Spanking Leads to Mental Disorder
A new study led by two associate professors of social work from the University of Michigan, Andrew Grogan-Kaylor and Shawna Lee, indicated that the violence from spanking can lead children to feel depressed, drink alcohol at moderate to heavy levels, use illegal drugs or attempt suicide, later in life.
Spanking is a common form of corporal punishment that uses physical force to let a child experience pain, but not to cause injury, with an intent to correct their behavior.Researchers from U-M inquired if the force and pain inflicted by physical abuse and spanking, and associated mental outcomes should be considered an adverse childhood experience.
"Placing spanking in a similar category to physical/emotional abuse experiences would increase our understanding of these adult mental health problems," said Grogan-Kaylor.
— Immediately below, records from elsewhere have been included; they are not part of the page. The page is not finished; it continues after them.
//! Utility functions for labels, log previews and output directories.

use std::error::Error;
use std::fs as stdfs;
use std::path::Path;
use tokio::fs;
use tracing::{info, instrument};

/// Truncate a string for logging purposes.
///
/// Long strings are cut to `max` bytes (backing off to a char boundary) with
/// `"…(+N bytes)"` appended.
///
/// # Examples
///
/// ```ignore
/// assert_eq!(truncate_for_log("short", 100), "short");
/// assert_eq!(truncate_for_log(&"a".repeat(500), 10), "aaaaaaaaaa…(+490 bytes)");
/// ```
pub fn truncate_for_log(s: &str, max: usize) -> String {
    if s.len() <= max {
        return s.to_string();
    }
    let mut cut = max;
    while !s.is_char_boundary(cut) {
        cut -= 1;
    }
    format!("{}…(+{} bytes)", &s[..cut], s.len() - cut)
}

/// Capitalize the first character and lowercase the rest.
pub fn upcase(s: &str) -> String {
    let mut c = s.chars();
    match c.next() {
        None => String::new(),
        Some(f) => f.to_uppercase().collect::<String>() + &c.as_str().to_lowercase(),
    }
}

/// Turn a page slug into a display label.
///
/// Hyphens become spaces and every word is capitalized:
/// `"treatments-vaccines-immunity"` -> `"Treatments Vaccines Immunity"`.
pub fn title_case_slug(slug: &str) -> String {
    slug.split('-').map(upcase).collect::<Vec<_>>().join(" ")
}

/// Ensure a directory exists and is writable.
///
/// Creates the directory if needed, then writes and removes a scratch file.
#[instrument(level = "info", skip_all, fields(path = %path.display()))]
pub async fn ensure_writable_dir(path: &Path) -> Result<(), Box<dyn Error>> {
    fs::create_dir_all(path).await?;
    let scratch_path = path.join("..__write_check__");
    match stdfs::File::create(&scratch_path) {
        Ok(_) => {
            let _ = stdfs::remove_file(&scratch_path);
            info!("Output directory is writable");
            Ok(())
        }
        Err(e) => Err(Box::new(e)),
    }
}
Data from the study was based on the Center for Disease Control and Prevention Kaiser Adverse Childhood Experiences.More than 8,300 people with ages ranging from 19 to 97 have been examined by the researchers.The participants completed self-reports while pursuing routing health checks at an outpatient clinic.The questions include how often they were spanked in the first 18 years, details about their household background, any physical abuse inflicted to them, and any emotional abuse, such as curse and insult.
Almost 55 percent of the participants reported being spanked during the first 18 years, with men were more likely to experience such physical punishment.Minority respondents, except Asians, were also more likely to report being spanked than the white participants.Participants who reported about spanking had been found with increased risk of developing depression and other mental disorders.
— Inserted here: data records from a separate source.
//! CSV record sink.
//!
//! Every field is quoted (inner quotes doubled), fields are comma separated
//! and rows end with `\n`. [`parse_rows`] reads the same dialect back, so text
//! containing commas, quotes, semicolons or line breaks survives a
//! write/read cycle unchanged.

use crate::models::{CATEGORY_FIELDS, Category, QA_FIELDS, QaRecord};
use std::error::Error;
use std::path::Path;
use tokio::fs::{self, OpenOptions};
use tokio::io::AsyncWriteExt;
use tracing::{info, instrument};

const DELIMITER: char = ',';
const QUOTE: char = '"';

/// Quote a single field.
fn quote_field(field: &str) -> String {
    let escaped = field.replace(QUOTE, "\"\"");
    format!("{QUOTE}{escaped}{QUOTE}")
}

/// Render one row, terminator included.
pub fn format_row<S: AsRef<str>>(fields: &[S]) -> String {
    let mut line = fields
        .iter()
        .map(|f| quote_field(f.as_ref()))
        .collect::<Vec<_>>()
        .join(&DELIMITER.to_string());
    line.push('\n');
    line
}

fn format_records(records: &[QaRecord]) -> String {
    records.iter().map(|r| format_row(&r.to_row())).collect()
}

/// Create (or truncate) `path` and write the QA header plus `records`.
///
/// # Arguments
///
/// * `path` - Destination file; its directory must already exist
/// * `records` - Rows to write after the header, in order
///
/// # Errors
///
/// Returns the underlying I/O error if the file cannot be written.
#[instrument(
    level = "info",
    skip_all,
    fields(path = %path.as_ref().display(), count = records.len())
)]
pub async fn write_records(
    path: impl AsRef<Path>,
    records: &[QaRecord],
) -> Result<(), Box<dyn Error>> {
    let mut out = format_row(&QA_FIELDS);
    out.push_str(&format_records(records));
    fs::write(path.as_ref(), out).await?;
    info!("Wrote QA pairs");
    Ok(())
}

/// Create (or truncate) `path` with only a header row.
pub async fn write_header(path: impl AsRef<Path>, fields: &[&str]) -> Result<(), Box<dyn Error>> {
    fs::write(path.as_ref(), format_row(fields)).await?;
    Ok(())
}

/// Append `records` to an existing file, creating it if needed.
///
/// No header is written; pair with [`write_header`] to build a file one
/// batch at a time.
#[instrument(
    level = "debug",
    skip_all,
    fields(path = %path.as_ref().display(), count = records.len())
)]
pub async fn append_records(
    path: impl AsRef<Path>,
    records: &[QaRecord],
) -> Result<(), Box<dyn Error>> {
    let mut file = OpenOptions::new()
        .create(true)
        .append(true)
        .open(path.as_ref())
        .await?;
    file.write_all(format_records(records).as_bytes()).await?;
    file.flush().await?;
    Ok(())
}

/// Write the WHO category listing (`url,category`).
#[instrument(
    level = "info",
    skip_all,
    fields(path = %path.as_ref().display(), count = categories.len())
)]
pub async fn write_categories(
    path: impl AsRef<Path>,
    categories: &[Category],
) -> Result<(), Box<dyn Error>> {
    let mut out = format_row(&CATEGORY_FIELDS);
    for category in categories {
        out.push_str(&format_row(&category.to_row()));
    }
    fs::write(path.as_ref(), out).await?;
    info!("Wrote category listing");
    Ok(())
}

/// Read a file written by this module back into rows (header included).
///
/// # Errors
///
/// I/O errors, or a [`CsvParseError`] when the text is not valid CSV.
pub async fn read_rows(path: impl AsRef<Path>) -> Result<Vec<Vec<String>>, Box<dyn Error>> {
    let text = fs::read_to_string(path.as_ref()).await?;
    Ok(parse_rows(&text)?)
}

/// Malformed CSV input.
#[derive(Debug, thiserror::Error)]
#[error("csv line {line}: {message}")]
pub struct CsvParseError {
    pub line: usize,
    pub message: &'static str,
}

/// Split CSV text into rows of unescaped fields.
///
/// Accepts quoted and bare fields, `""` escapes and line breaks inside
/// quoted fields. A trailing newline does not produce an empty row.
pub fn parse_rows(text: &str) -> Result<Vec<Vec<String>>, CsvParseError> {
    let mut rows = Vec::new();
    let mut row: Vec<String> = Vec::new();
    let mut field = String::new();
    let mut in_quotes = false;
    let mut field_started = false;
    let mut line = 1usize;
    let mut chars = text.chars().peekable();

    while let Some(c) = chars.next() {
        if in_quotes {
            match c {
                QUOTE if chars.peek() == Some(&QUOTE) => {
                    chars.next();
                    field.push(QUOTE);
                }
                QUOTE => in_quotes = false,
                '\n' => {
                    line += 1;
                    field.push(c);
                }
                _ => field.push(c),
            }
            continue;
        }

        match c {
            QUOTE if field.is_empty() => {
                in_quotes = true;
                field_started = true;
            }
            QUOTE => {
                return Err(CsvParseError {
                    line,
                    message: "quote inside unquoted field",
                });
            }
            DELIMITER => {
                row.push(std::mem::take(&mut field));
                field_started = true;
            }
            '\r' if chars.peek() == Some(&'\n') => {}
            '\n' => {
                row.push(std::mem::take(&mut field));
                rows.push(std::mem::take(&mut row));
                field_started = false;
                line += 1;
            }
            _ => {
                field.push(c);
                field_started = true;
            }
        }
    }

    if in_quotes {
        return Err(CsvParseError {
            line,
            message: "unterminated quoted field",
        });
    }
    if field_started || !field.is_empty() || !row.is_empty() {
        row.push(field);
        rows.push(row);
    }
    Ok(rows)
}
"This can be achieved by promoting evidence-based parenting programs and policies designed to prevent early adversities, and associated risk factors.Prevention should be a critical direction for public health initiatives to take," said Lee.
Physical punishment remains a major problem in our society and most adults still approve of it, even with evidence that it only makes things worse in their households.Spanking is similar to hitting or other physical punishments, such as slapping, whipping, pinching, and paddling.In adults, hitting a spouse or a strange is considered assault and battery, which leads to the question, why people should be permitted to hit a smaller, vulnerable child?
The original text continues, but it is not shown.